United States Court of Appeals, Fifth Circuit
Sep 10, 1993
1 F.3d 354 (5th Cir. 1993)

Summary

holding that “an attorney's failure to advise a client that deportation is a possible consequence of a guilty plea does not constitute ineffective assistance of counsel”

Summary of this case from Padilla v. Kentucky

Opinion

No. 92-7618.

September 10, 1993.

Lisa Brodyaga, Thelma O. Garcia, Harlingen, TX, for defendant-appellant.

James L. Turner and Paula Offenhauser, Asst. U.S. Attys., Gaynelle G. Jones, U.S. Atty., Houston, TX, for plaintiff-appellee.

Appeal from the United States District Court for the Southern District of Texas.

Before JOHNSON, JOLLY, and JONES, Circuit Judges.


Marco Antonio Banda, an alien, pleaded guilty to possession with intent to distribute 497 bottles of dimentane containing 99 grams of codeine in violation of 21 U.S.C. §§ 841(a) and 841(b)(3). Banda did not appeal his conviction and sentence. Subsequently, the Immigration and Naturalization Service brought deportation proceedings against Banda based on the conviction. To forestall his deportation, Banda sought relief under 28 U.S.C. § 2255 and a writ of audita querela pursuant to the All Writs Act, 28 U.S.C. § 1651(a). The thrust of Banda's complaint is that he was denied the effective assistance of counsel because his attorney in the criminal proceeding did not tell Banda that he might be subject to deportation if he pleaded guilty to the charge. He asserts that his plea was involuntary for this reason. The district court denied relief. We hold that an attorney's failure to advise a client that deportation is a possible consequence of a guilty plea does not constitute ineffective assistance of counsel.

The facts of this case are simple and undisputed.

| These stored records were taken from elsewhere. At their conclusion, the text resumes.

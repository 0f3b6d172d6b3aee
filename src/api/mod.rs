//! HTTP layer - axum router, handlers and server bootstrap
//!
//! This module exposes the subscription store over a small JSON REST API. Handlers
//! receive the store through [`AppState`]; nothing here talks to the database directly.

/// Error to HTTP response mapping
pub mod error;
/// Subscription and summary endpoints
pub mod handlers;
/// Listener setup and graceful shutdown
pub mod server;


use crate::core::SubscriptionStore;
use axum::Router;
use std::sync::Arc;
use tower_http::trace::TraceLayer;

/// Shared data available to all handlers.
/// Holds the store built at startup; cloning only clones the `Arc`.
#[derive(Clone)]
pub struct AppState {
    /// Store used by every endpoint
    pub store: Arc<dyn SubscriptionStore>,
}

impl AppState {
    /// Creates a new `AppState` around the given store.
    #[must_use]
    pub fn new(store: Arc<dyn SubscriptionStore>) -> Self {
        Self { store }
    }
}

/// Builds the full application router with request tracing.
pub fn router(state: AppState) -> Router {
    handlers::subscription_routes()
        .layer(TraceLayer::new_for_http())
        .with_state(state)
}

pub use server::serve;
//! Calendar month handling.
//!
//! Subscriptions are billed per month, so every date that crosses the API boundary is a
//! `MM-YYYY` string. Internally a month is stored as the first day of that month, which
//! keeps SQL range comparisons on plain `DATE` columns.

use crate::errors::{Error, Result};
use chrono::{Datelike, NaiveDate};
use std::{fmt, str::FromStr};

/// A year and month with no day component.
///
/// Field order matters: the derived `Ord` compares the year first, then the month.
#[derive(Debug, Clone, Copy, PartialEq, Eq, PartialOrd, Ord, Hash)]
pub struct BillingMonth {
    year: i32,
    month: u32,
}

impl BillingMonth {
    /// Builds a month from its parts, rejecting months outside 1..=12.
    pub fn new(year: i32, month: u32) -> Option<Self> {
        // from_ymd_opt also rejects years chrono cannot represent
        NaiveDate::from_ymd_opt(year, month, 1).map(|_| Self { year, month })
    }

    /// Parses the strict `MM-YYYY` form: two month digits, a dash, four year digits.
    pub fn parse(text: &str) -> Result<Self> {
        let invalid = || Error::InvalidMonth {
            value: text.to_string(),
        };

        let (month, year) = text.split_once('-').ok_or_else(invalid)?;
        if month.len() != 2 || year.len() != 4 {
            return Err(invalid());
        }
        if !month.bytes().chain(year.bytes()).all(|b| b.is_ascii_digit()) {
            return Err(invalid());
        }

        let month: u32 = month.parse().map_err(|_| invalid())?;
        let year: i32 = year.parse().map_err(|_| invalid())?;
        Self::new(year, month).ok_or_else(invalid)
    }

    /// Parses an optional month, passing `None` through.
    pub fn parse_optional(text: Option<&str>) -> Result<Option<Self>> {
        text.map(Self::parse).transpose()
    }

    /// The month containing `date`; the day is discarded.
    #[must_use]
    pub fn from_date(date: NaiveDate) -> Self {
        Self {
            year: date.year(),
            month: date.month(),
        }
    }

    /// The first day of the month, which is how months are persisted.
    #[must_use]
    pub fn first_day(self) -> NaiveDate {
        // Both constructors validate year and month, so day 1 always exists
        NaiveDate::from_ymd_opt(self.year, self.month, 1).unwrap_or(NaiveDate::MIN)
    }

    #[must_use]
    pub const fn year(self) -> i32 {
        self.year
    }

    #[must_use]
    pub const fn month(self) -> u32 {
        self.month
    }
}

impl fmt::Display for BillingMonth {
    fn fmt(&self, f: &mut fmt::Formatter<'_>) -> fmt::Result {
        write!(f, "{:02}-{:04}", self.month, self.year)
    }
}

impl FromStr for BillingMonth {
    type Err = Error;

    fn from_str(s: &str) -> Result<Self> {
        Self::parse(s)
    }
}

/// Renders a stored date back to its `MM-YYYY` form.
#[must_use]
pub fn format_month(date: NaiveDate) -> String {
    BillingMonth::from_date(date).to_string()
}
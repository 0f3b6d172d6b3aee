//! Subscription endpoints.
//!
//! Handlers only translate between HTTP and the contract types; all validation of dates
//! and prices happens in the store.

use crate::{
    api::AppState,
    errors::{Error, Result},
    models::{Subscription, SubscriptionInput, SummaryFilter, SummaryTotal},
};
use axum::{
    Json, Router,
    extract::{
        Path, Query, State,
        rejection::{JsonRejection, QueryRejection},
    },
    http::StatusCode,
    routing::get,
};
use serde::Deserialize;
use tracing::{debug, info};

/// Create the subscription API routes
pub fn subscription_routes() -> Router<AppState> {
    Router::new()
        .route(
            "/subscriptions",
            get(list_subscriptions).post(create_subscription),
        )
        // Static segment wins over the `{id}` capture
        .route("/subscriptions/summary", get(summarize_subscriptions))
        .route(
            "/subscriptions/{id}",
            get(get_subscription)
                .put(update_subscription)
                .delete(delete_subscription),
        )
        .route("/summary", get(summarize_subscriptions))
}

/// Query parameters for listing subscriptions
#[derive(Debug, Deserialize)]
pub struct ListQuery {
    /// Owner whose subscriptions are listed
    pub user_id: Option<String>,
}

/// Query parameters for the cost summary
#[derive(Debug, Deserialize)]
pub struct SummaryQuery {
    /// First month of the range, `MM-YYYY`
    pub from: Option<String>,
    /// Last month of the range, `MM-YYYY`
    pub to: Option<String>,
    /// Restricts the total to one owner
    pub user_id: Option<String>,
    /// Case-insensitive substring of the service name
    pub service_name: Option<String>,
}

impl SummaryQuery {
    /// Checks the required bounds are present and builds the store filter.
    pub fn into_filter(self) -> Result<SummaryFilter> {
        let from = required(self.from, "from")?;
        let to = required(self.to, "to")?;
        Ok(SummaryFilter {
            from,
            to,
            user_id: self.user_id,
            service_name: self.service_name,
        })
    }
}

fn required(value: Option<String>, field: &str) -> Result<String> {
    value
        .filter(|v| !v.trim().is_empty())
        .ok_or_else(|| Error::missing(field))
}

async fn create_subscription(
    State(state): State<AppState>,
    payload: std::result::Result<Json<SubscriptionInput>, JsonRejection>,
) -> Result<Json<Subscription>> {
    let Json(input) = payload?;
    let created = state.store.create(input).await?;
    info!(id = %created.id, user_id = %created.user_id, "Subscription created");
    Ok(Json(created))
}

async fn list_subscriptions(
    State(state): State<AppState>,
    query: std::result::Result<Query<ListQuery>, QueryRejection>,
) -> Result<Json<Vec<Subscription>>> {
    let Query(params) = query?;
    let user_id = required(params.user_id, "user_id")?;
    let subscriptions = state.store.list(&user_id).await?;
    debug!(count = subscriptions.len(), "Listed subscriptions");
    Ok(Json(subscriptions))
}

async fn get_subscription(
    State(state): State<AppState>,
    Path(id): Path<String>,
) -> Result<Json<Subscription>> {
    Ok(Json(state.store.get(&id).await?))
}

async fn update_subscription(
    State(state): State<AppState>,
    Path(id): Path<String>,
    payload: std::result::Result<Json<SubscriptionInput>, JsonRejection>,
) -> Result<Json<Subscription>> {
    let Json(input) = payload?;
    let updated = state.store.update(input.with_id(id)).await?;
    info!(id = %updated.id, "Subscription updated");
    Ok(Json(updated))
}

async fn delete_subscription(
    State(state): State<AppState>,
    Path(id): Path<String>,
) -> Result<StatusCode> {
    state.store.delete(&id).await?;
    info!(%id, "Subscription deleted");
    Ok(StatusCode::NO_CONTENT)
}

async fn summarize_subscriptions(
    State(state): State<AppState>,
    query: std::result::Result<Query<SummaryQuery>, QueryRejection>,
) -> Result<Json<SummaryTotal>> {
    let Query(params) = query?;
    let filter = params.into_filter()?;
    let total = state.store.sum(&filter).await?;
    Ok(Json(SummaryTotal { total }))
}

Banda's attorney in the underlying criminal proceedings did not inform Banda that he might be deported if he pleaded guilty to the charge. Banda claims now that if he had known of the possibility of deportation he would not have pleaded guilty. Banda has a wife and children in the United States, all of whom are American citizens, and all of whom will likely choose remain behind if he is deported.

In United States v. Gavilan, 761 F.2d 226, 228 (5th Cir. 1985), we nailed the door shut on any due process claim based on counsel's failure to warm the criminal defendant of possible deportation. This court noted that defendants have no due process right to be informed of the collateral consequences, such as loss of the right to vote, to travel abroad, or to drive a car. See id. at 228 (citing cases).

Gavilan left open the question whether counsel's failure to inform a client of the possibility of deportation might offend the Sixth Amendment's guarantee of effective assistance of counsel. It was not necessary to reach that issue because Gavilan himself was unable to show that his counsel's conduct prejudiced him in any way. 761 F.2d at 228-29. This court noted, however, that it did not "condone" trial counsel's "error" in failing to tell his client about the possibility of deportation. Id. at 229.

To establish ineffective assistance of counsel violating the Sixth Amendment, the defendant must show that his counsel's performance was seriously deficient and that this deficiency prejudiced him. Strickland v. Washington, 466 U.S. 668, 687, 104 S.Ct. 2052, 2064, 80 L.Ed.2d 674 (1984). Only this dual showing would entitle Banda to relief under § 2255.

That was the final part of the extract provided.